As an example, consider the original given names in a field are "Adam John".
If this option is not selected then the masked result could be "Fred Billy"; however, if this option is selected then in this example only "Fred" would be the masked result.
Data source information
The first name value are principally based on information returned from the United States census of the year 2000. DataVeil has categorized these names into male, female and unisex. Please refer to the subsection "Unisex first names" below.
The DataVeil Person First Name Mask returns:
800 of the most popular Male first names. The longest name is 11 characters.

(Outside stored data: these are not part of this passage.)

use async_trait::async_trait;

use crate::{models::Task, DashboardResult};

/// 调度器任务接口
#[async_trait]
pub trait SchedulerClient: Send + Sync {
    /// 列出所有已注册任务
    async fn list_tasks(&self) -> DashboardResult<Vec<Task>>;

    /// 按名称获取任务，不存在时返回 `None`
    async fn get_task(&self, name: &str) -> DashboardResult<Option<Task>>;

    /// 以给定参数立即派发一次任务执行
    async fn dispatch(&self, name: &str, parameters: &serde_json::Value) -> DashboardResult<()>;
}
use dashboard_core::models::{metric, QueueSnapshot};
use serde::{Deserialize, Serialize};

/// 队列的复合健康指标
///
/// 由 `MetricRateAggregator` 从队列快照的原始计数推导：
/// - `pending = ready + unacked`
/// - `success_rate = ack.rate`
/// - `error_rate = redeliver.rate + reject.rate`
#[derive(Debug, Clone, Copy, PartialEq, Serialize, Deserialize, Default)]
pub struct QueueMetrics {
    pub pending: u64,
    pub success_rate: f64,
    pub error_rate: f64,
}

/// 队列速率聚合器
pub struct MetricRateAggregator;

impl MetricRateAggregator {
    /// 快照缺失时返回全零指标
    pub fn aggregate(snapshot: Option<&QueueSnapshot>) -> QueueMetrics {
        let Some(snapshot) = snapshot else {
            return QueueMetrics::default();
        };
        let stats = &snapshot.message_stats;

        QueueMetrics {
            pending: snapshot.ready.saturating_add(snapshot.unacked),
            success_rate: stats.rate(metric::ACK),
            error_rate: stats.rate(metric::REDELIVER) + stats.rate(metric::REJECT),
        }
    }
}

impl From<Option<&QueueSnapshot>> for QueueMetrics {
    fn from(snapshot: Option<&QueueSnapshot>) -> Self {
        MetricRateAggregator::aggregate(snapshot)
    }
}

#[cfg(test)]
mod tests {
    use super::*;
    use dashboard_core::models::{MessageStats, QueueState, SampleLog};

    fn snapshot(ready: u64, unacked: u64, rates: &[(&str, f64)]) -> QueueSnapshot {
        QueueSnapshot {
            vhost: "/".to_string(),
            name: "orders".to_string(),
            ready,
            unacked,
            state: QueueState::Running,
            message_stats: rates
                .iter()
                .map(|(name, rate)| SampleLog::new(*name, *rate, Vec::new()))
                .collect::<MessageStats>(),
        }
    }

    #[test]
    fn test_aggregate_snapshot() {
        let queue = snapshot(
            3,
            2,
            &[(metric::ACK, 1.5), (metric::REDELIVER, 0.2), (metric::REJECT, 0.1)],
        );
        let metrics = MetricRateAggregator::aggregate(Some(&queue));

        assert_eq!(metrics.pending, 5);
        assert_eq!(metrics.success_rate, 1.5);
        assert_eq!(metrics.error_rate, 0.2 + 0.1);
        assert!((metrics.error_rate - 0.3).abs() < 1e-12);
    }

    #[test]
    fn test_missing_rates_are_zero() {
        let queue = snapshot(7, 0, &[(metric::PUBLISH, 9.0)]);
        let metrics = MetricRateAggregator::aggregate(Some(&queue));

        assert_eq!(metrics.pending, 7);
        assert_eq!(metrics.success_rate, 0.0);
        assert_eq!(metrics.error_rate, 0.0);
    }

    #[test]
    fn test_absent_snapshot_is_zero() {
        assert_eq!(QueueMetrics::from(None), QueueMetrics::default());
    }
}
use std::time::{Duration, Instant};

use async_trait::async_trait;
use dashboard_core::{
    config::SchedulerConfig, models::Task, traits::SchedulerClient, DashboardError, DashboardResult,
};
use reqwest::{StatusCode, Url};
use tracing::{debug, info, instrument};

use super::wire::{decode, decode_list, RawTask, SCHEDULER_SERVICE};
use crate::error_handling::{http_error, status_error};
use crate::observability::record_upstream_call;

/// 调度器任务API客户端
pub struct ZschedClient {
    base_url: Url,
    http_client: reqwest::Client,
}

impl ZschedClient {
    pub fn new(config: &SchedulerConfig) -> DashboardResult<Self> {
        let base_url = Url::parse(&config.base_url)
            .map_err(|e| DashboardError::config_error(format!("调度器地址无效: {e}")))?;
        let http_client = reqwest::Client::builder()
            .timeout(Duration::from_secs(config.request_timeout_seconds))
            .build()
            .map_err(|e| DashboardError::config_error(format!("创建HTTP客户端失败: {e}")))?;

        Ok(Self {
            base_url,
            http_client,
        })
    }

    fn tasks_url(&self, name: Option<&str>) -> DashboardResult<Url> {
        let mut url = self.base_url.clone();
        {
            let mut segments = url
                .path_segments_mut()
                .map_err(|_| DashboardError::config_error("调度器地址不能作为路径前缀"))?;
            segments.pop_if_empty().push("tasks");
            if let Some(name) = name {
                segments.push(name);
            }
        }
        Ok(url)
    }

    async fn read_body(response: reqwest::Response) -> DashboardResult<Vec<u8>> {
        let status = response.status();
        if !status.is_success() {
            let body = response.text().await.unwrap_or_default();
            return Err(status_error(SCHEDULER_SERVICE, status, &body));
        }
        let body = response
            .bytes()
            .await
            .map_err(|e| http_error(SCHEDULER_SERVICE, e))?;
        Ok(body.to_vec())
    }
}

#[async_trait]
impl SchedulerClient for ZschedClient {
    #[instrument(skip(self))]
    async fn list_tasks(&self) -> DashboardResult<Vec<Task>> {
        let started = Instant::now();
        let result: DashboardResult<Vec<Task>> = async {
            let response = self
                .http_client
                .get(self.tasks_url(None)?)
                .send()
                .await
                .map_err(|e| http_error(SCHEDULER_SERVICE, e))?;
            let body = Self::read_body(response).await?;
            decode_list::<RawTask, _>(SCHEDULER_SERVICE, &body)
        }
        .await;
        record_upstream_call(SCHEDULER_SERVICE, started, &result);
        if let Ok(tasks) = &result {
            debug!(count = tasks.len(), "获取任务列表成功");
        }
        result
    }

    #[instrument(skip(self))]
    async fn get_task(&self, name: &str) -> DashboardResult<Option<Task>> {
        let started = Instant::now();
        let result: DashboardResult<Option<Task>> = async {
            let response = self
                .http_client
                .get(self.tasks_url(Some(name))?)
                .send()
                .await
                .map_err(|e| http_error(SCHEDULER_SERVICE, e))?;
            if response.status() == StatusCode::NOT_FOUND {
                return Ok(None);
            }
            let body = Self::read_body(response).await?;
            decode::<RawTask, _>(SCHEDULER_SERVICE, &body).map(Some)
        }
        .await;
        record_upstream_call(SCHEDULER_SERVICE, started, &result);
        result
    }

    /// 调度器接受后立即返回，不等待执行完成
    #[instrument(skip(self, parameters))]
    async fn dispatch(&self, name: &str, parameters: &serde_json::Value) -> DashboardResult<()> {
        let started = Instant::now();
        let result: DashboardResult<()> = async {
            let response = self
                .http_client
                .post(self.tasks_url(Some(name))?)
                .json(parameters)
                .send()
                .await
                .map_err(|e| http_error(SCHEDULER_SERVICE, e))?;

            match response.status() {
                StatusCode::NOT_FOUND => Err(DashboardError::task_not_found(name)),
                StatusCode::BAD_REQUEST => {
                    let body = response.text().await.unwrap_or_default();
                    Err(DashboardError::validation(format!("调度器拒绝了任务参数: {body}")))
                }
                status if status.is_success() => Ok(()),
                status => {
                    let body = response.text().await.unwrap_or_default();
                    Err(status_error(SCHEDULER_SERVICE, status, &body))
                }
            }
        }
        .await;
        record_upstream_call(SCHEDULER_SERVICE, started, &result);
        if result.is_ok() {
            info!(task_name = name, "任务已派发");
        }
        result
    }
}
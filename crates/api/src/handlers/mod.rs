pub mod executions;
pub mod health;
pub mod metrics;
pub mod overview;
pub mod tasks;
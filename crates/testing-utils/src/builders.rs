//! 测试数据构建器

use chrono::{DateTime, Duration, TimeZone, Utc};
use dashboard_core::models::{
    metric, BrokerOverview, ExecutionCursor, ExecutionRecord, ExecutionStatus, LogEntry, MessageStats,
    ObjectTotals, QueueSnapshot, QueueState, QueueTotals, SampleLog,
};
use uuid::Uuid;

/// 测试用的基准时间
pub fn base_time() -> DateTime<Utc> {
    Utc.with_ymd_and_hms(2024, 5, 1, 12, 0, 0).unwrap()
}

/// 构建执行记录，默认状态为 `pending`
pub struct ExecutionRecordBuilder {
    record: ExecutionRecord,
}

impl ExecutionRecordBuilder {
    pub fn new(task_name: &str) -> Self {
        Self {
            record: ExecutionRecord::pending(Uuid::new_v4(), task_name, base_time()),
        }
    }

    pub fn with_id(mut self, task_id: Uuid) -> Self {
        self.record.task_id = task_id;
        self
    }

    pub fn with_parent(mut self, parent_id: Uuid) -> Self {
        self.record.parent_id = Some(parent_id);
        self
    }

    pub fn published_at(mut self, at: DateTime<Utc>) -> Self {
        self.record.published_at = at;
        self
    }

    /// 发布时间为基准时间之后的秒数
    pub fn published_secs(self, secs: i64) -> Self {
        self.published_at(base_time() + Duration::seconds(secs))
    }

    pub fn running(mut self, started_at: DateTime<Utc>) -> Self {
        self.record.status = ExecutionStatus::Running;
        self.record.started_at = Some(started_at);
        self
    }

    pub fn succeeded(mut self, started_at: DateTime<Utc>, ended_at: DateTime<Utc>) -> Self {
        self.record.status = ExecutionStatus::Success;
        self.record.started_at = Some(started_at);
        self.record.ended_at = Some(ended_at);
        self.record.iterations = 1;
        self
    }

    pub fn failed(mut self, started_at: DateTime<Utc>, ended_at: DateTime<Utc>, error: &str) -> Self {
        self.record.status = ExecutionStatus::Failed;
        self.record.started_at = Some(started_at);
        self.record.ended_at = Some(ended_at);
        self.record.last_error = Some(error.to_string());
        self.record.iterations = 1;
        self
    }

    pub fn build(mut self) -> ExecutionRecord {
        self.record.cursor = ExecutionCursor::new(self.record.published_at, self.record.task_id);
        self.record
    }
}

/// 构建队列快照
pub struct QueueSnapshotBuilder {
    snapshot: QueueSnapshot,
}

impl QueueSnapshotBuilder {
    pub fn new(name: &str) -> Self {
        Self {
            snapshot: QueueSnapshot {
                vhost: "/".to_string(),
                name: name.to_string(),
                ready: 0,
                unacked: 0,
                state: QueueState::Running,
                message_stats: MessageStats::new(),
            },
        }
    }

    pub fn vhost(mut self, vhost: &str) -> Self {
        self.snapshot.vhost = vhost.to_string();
        self
    }

    pub fn counts(mut self, ready: u64, unacked: u64) -> Self {
        self.snapshot.ready = ready;
        self.snapshot.unacked = unacked;
        self
    }

    pub fn state(mut self, state: QueueState) -> Self {
        self.snapshot.state = state;
        self
    }

    pub fn rate(mut self, metric: &str, rate: f64, log: Vec<f64>) -> Self {
        self.snapshot.message_stats.insert(SampleLog::new(metric, rate, log));
        self
    }

    pub fn build(self) -> QueueSnapshot {
        self.snapshot
    }
}

/// 构建所有采样序列长度都为 `len` 的 Broker 概览
pub fn broker_overview(len: usize, queues: u64, consumers: u64, uptime: u64) -> BrokerOverview {
    let series = |seed: f64| (0..len).map(|i| seed + i as f64).collect::<Vec<f64>>();
    let message_stats = metric::MESSAGE_RATES
        .iter()
        .enumerate()
        .map(|(i, name)| SampleLog::new(*name, i as f64, series(i as f64 * 10.0)))
        .collect();

    BrokerOverview {
        object_totals: ObjectTotals {
            queues,
            consumers,
            ..ObjectTotals::default()
        },
        queue_totals: QueueTotals {
            messages_ready_log: series(100.0),
            messages_unacknowledged_log: series(200.0),
            ..QueueTotals::default()
        },
        message_stats,
        recv_oct_details: SampleLog::new("recv_oct", 0.0, series(1.0)),
        send_oct_details: SampleLog::new("send_oct", 0.0, series(4.0)),
        uptime,
    }
}

pub fn log_entry(task_id: Uuid, level: &str, message: &str, logged_at: DateTime<Utc>) -> LogEntry {
    LogEntry {
        task_id,
        state_id: Uuid::new_v4(),
        level: level.to_string(),
        message: message.to_string(),
        data: serde_json::json!({}),
        logged_at,
    }
}
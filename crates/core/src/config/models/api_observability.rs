use serde::{Deserialize, Serialize};

#[derive(Debug, Clone, Serialize, Deserialize, PartialEq)]
#[serde(default)]
pub struct ApiConfig {
    pub bind_address: String,
    pub cors_enabled: bool,
    pub cors_origins: Vec<String>,
    pub request_timeout_seconds: u64,
    pub max_request_size_mb: usize,
}

impl Default for ApiConfig {
    fn default() -> Self {
        Self {
            bind_address: "0.0.0.0:3000".to_string(),
            cors_enabled: true,
            cors_origins: vec!["*".to_string()],
            request_timeout_seconds: 30,
            max_request_size_mb: 1,
        }
    }
}

impl ApiConfig {
    pub fn validate(&self) -> anyhow::Result<()> {
        if self.bind_address.is_empty() {
            return Err(anyhow::anyhow!("绑定地址不能为空"));
        }
        if !self.bind_address.contains(':') {
            return Err(anyhow::anyhow!("绑定地址格式无效，应为 host:port"));
        }

        if self.request_timeout_seconds == 0 {
            return Err(anyhow::anyhow!("请求超时时间必须大于0"));
        }

        if self.max_request_size_mb == 0 {
            return Err(anyhow::anyhow!("最大请求大小必须大于0"));
        }

        Ok(())
    }
}

#[derive(Debug, Clone, Copy, Serialize, Deserialize, PartialEq, Eq, Default)]
#[serde(rename_all = "lowercase")]
pub enum LogFormat {
    #[default]
    Pretty,
    Json,
}

#[derive(Debug, Clone, Serialize, Deserialize, PartialEq)]
#[serde(default)]
pub struct ObservabilityConfig {
    pub log_level: String,
    pub log_format: LogFormat,
    pub metrics_enabled: bool,
    pub metrics_endpoint: String,
}

impl Default for ObservabilityConfig {
    fn default() -> Self {
        Self {
            log_level: "info".to_string(),
            log_format: LogFormat::Pretty,
            metrics_enabled: true,
            metrics_endpoint: "/metrics".to_string(),
        }
    }
}

impl ObservabilityConfig {
    pub fn validate(&self) -> anyhow::Result<()> {
        let valid_log_levels = ["trace", "debug", "info", "warn", "error"];
        if !valid_log_levels.contains(&self.log_level.to_lowercase().as_str()) {
            return Err(anyhow::anyhow!(
                "无效的日志级别: {}，支持的级别: {:?}",
                self.log_level,
                valid_log_levels
            ));
        }

        if self.metrics_endpoint.is_empty() {
            return Err(anyhow::anyhow!("指标端点不能为空"));
        }

        if !self.metrics_endpoint.starts_with('/') {
            return Err(anyhow::anyhow!("指标端点必须以'/'开头"));
        }

        Ok(())
    }
}
pub mod api_observability;
pub mod app_config;
pub mod broker;
pub mod database;
pub mod scheduler;

pub use api_observability::{ApiConfig, LogFormat, ObservabilityConfig};
pub use app_config::AppConfig;
pub use broker::BrokerConfig;
pub use database::{DatabaseConfig, HistoryConfig};
pub use scheduler::SchedulerConfig;
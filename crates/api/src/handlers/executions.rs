use axum::{
    extract::{Path, State},
    response::IntoResponse,
};
use uuid::Uuid;

use crate::{
    error::{ApiError, ApiResult},
    response::{accepted, success},
    routes::AppState,
};

fn parse_task_id(raw: &str) -> ApiResult<Uuid> {
    raw.parse()
        .map_err(|_| ApiError::BadRequest(format!("无效的执行ID: {raw}")))
}

/// 获取单次执行的参数与日志
pub async fn get_execution(
    State(state): State<AppState>,
    Path(task_id): Path<String>,
) -> ApiResult<impl IntoResponse> {
    let task_id = parse_task_id(&task_id)?;
    let detail = state.dashboard.execution_detail(task_id).await?;
    Ok(success(detail))
}

/// 以该次执行的参数重新派发
pub async fn redispatch_execution(
    State(state): State<AppState>,
    Path(task_id): Path<String>,
) -> ApiResult<impl IntoResponse> {
    let task_id = parse_task_id(&task_id)?;
    let accepted_dispatch = state.dashboard.redispatch(task_id).await?;
    Ok(accepted(accepted_dispatch))
}
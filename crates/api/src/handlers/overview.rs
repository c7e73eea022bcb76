use axum::{extract::State, response::IntoResponse};

use crate::{error::ApiResult, response::success, routes::AppState};

/// 首页概览：Broker 图表与最近24小时执行统计
pub async fn get_overview(State(state): State<AppState>) -> ApiResult<impl IntoResponse> {
    let overview = state.dashboard.overview().await?;
    Ok(success(overview))
}
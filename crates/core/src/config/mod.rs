//! 看板配置
//!
//! 配置按以下顺序合并，后者覆盖前者：
//! 1. 各配置段的默认值
//! 2. TOML 配置文件
//! 3. 以 `DASHBOARD_` 为前缀、`__` 分隔层级的环境变量，例如 `DASHBOARD_BROKER__API_URL`
//!
//! 加载完成后逐段调用 `validate()`，任一段无效则加载失败。

pub mod models;


pub use models::*;
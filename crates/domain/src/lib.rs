//! 看板聚合核心
//!
//! - [`time_series`] 把定长采样序列对齐为带时间戳的图表点
//! - [`queue_metrics`] 从队列快照推导待处理数、成功率和错误率
//! - [`catalog`] 按任务名左连接任务定义与队列快照
//! - [`history`] 执行历史的游标分页与展示策略
//! - [`services`] 按请求编排上游读取和上述聚合

pub mod catalog;
pub mod formatters;
pub mod history;
pub mod queue_metrics;
pub mod services;
pub mod time_series;
pub mod views;

pub use catalog::{join_catalog, CatalogEntry, CatalogFilter};
pub use formatters::{format_duration, format_duration_ms};
pub use history::{
    parse_after, select_page, ExecutionDuration, ExecutionHistoryPage, ExecutionHistoryPaginator, ExecutionView,
    PAGE_SIZE,
};
pub use queue_metrics::{MetricRateAggregator, QueueMetrics};
pub use services::DashboardService;
pub use time_series::TimeSeriesSynchronizer;
pub use views::*;
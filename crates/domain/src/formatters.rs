/// 把秒数格式化为 `"1d 2h 3m 4.5s"`
///
/// 高位为0的单位省略，一旦出现较高位单位则其后的单位全部保留；秒保留一位小数。
pub fn format_duration(seconds: f64) -> String {
    let seconds = seconds.max(0.0);
    let total = seconds.floor() as u64;
    let days = total / 86_400;
    let hours = (total % 86_400) / 3_600;
    let minutes = (total % 3_600) / 60;
    let secs = ((seconds % 60.0) * 10.0).round() / 10.0;

    let mut parts = Vec::with_capacity(4);
    if days > 0 {
        parts.push(format!("{days}d"));
    }
    if days > 0 || hours > 0 {
        parts.push(format!("{hours}h"));
    }
    if days > 0 || hours > 0 || minutes > 0 {
        parts.push(format!("{minutes}m"));
    }
    parts.push(format!("{secs}s"));

    parts.join(" ")
}

/// 毫秒版本，执行耗时以毫秒存储
pub fn format_duration_ms(millis: i64) -> String {
    format_duration(millis as f64 / 1000.0)
}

2,000 of the most popular Female first names. The longest name is 11 characters.
Unisex given names
Strictly speaking, there are a great many names that are unisex in the sense that a name is used by both men and women and are recorded as such in a census.
However, using such a simple interpretation would classify an unrealistically high number of unisex names. For example, in the United States census of 2010, 82 of the 100 most common male given names (James, John, Robert, etc) are also recorded as female given names.
Therefore DataVeil categorizes a name as belonging to a gender if the frequency of use by a gender is at least double of the other gender.
Null and Empty Value Handling
Deterministic mode: A null or empty string is preserved.
Non-Deterministic mode: A null or empty string is overwritten with a random given name value.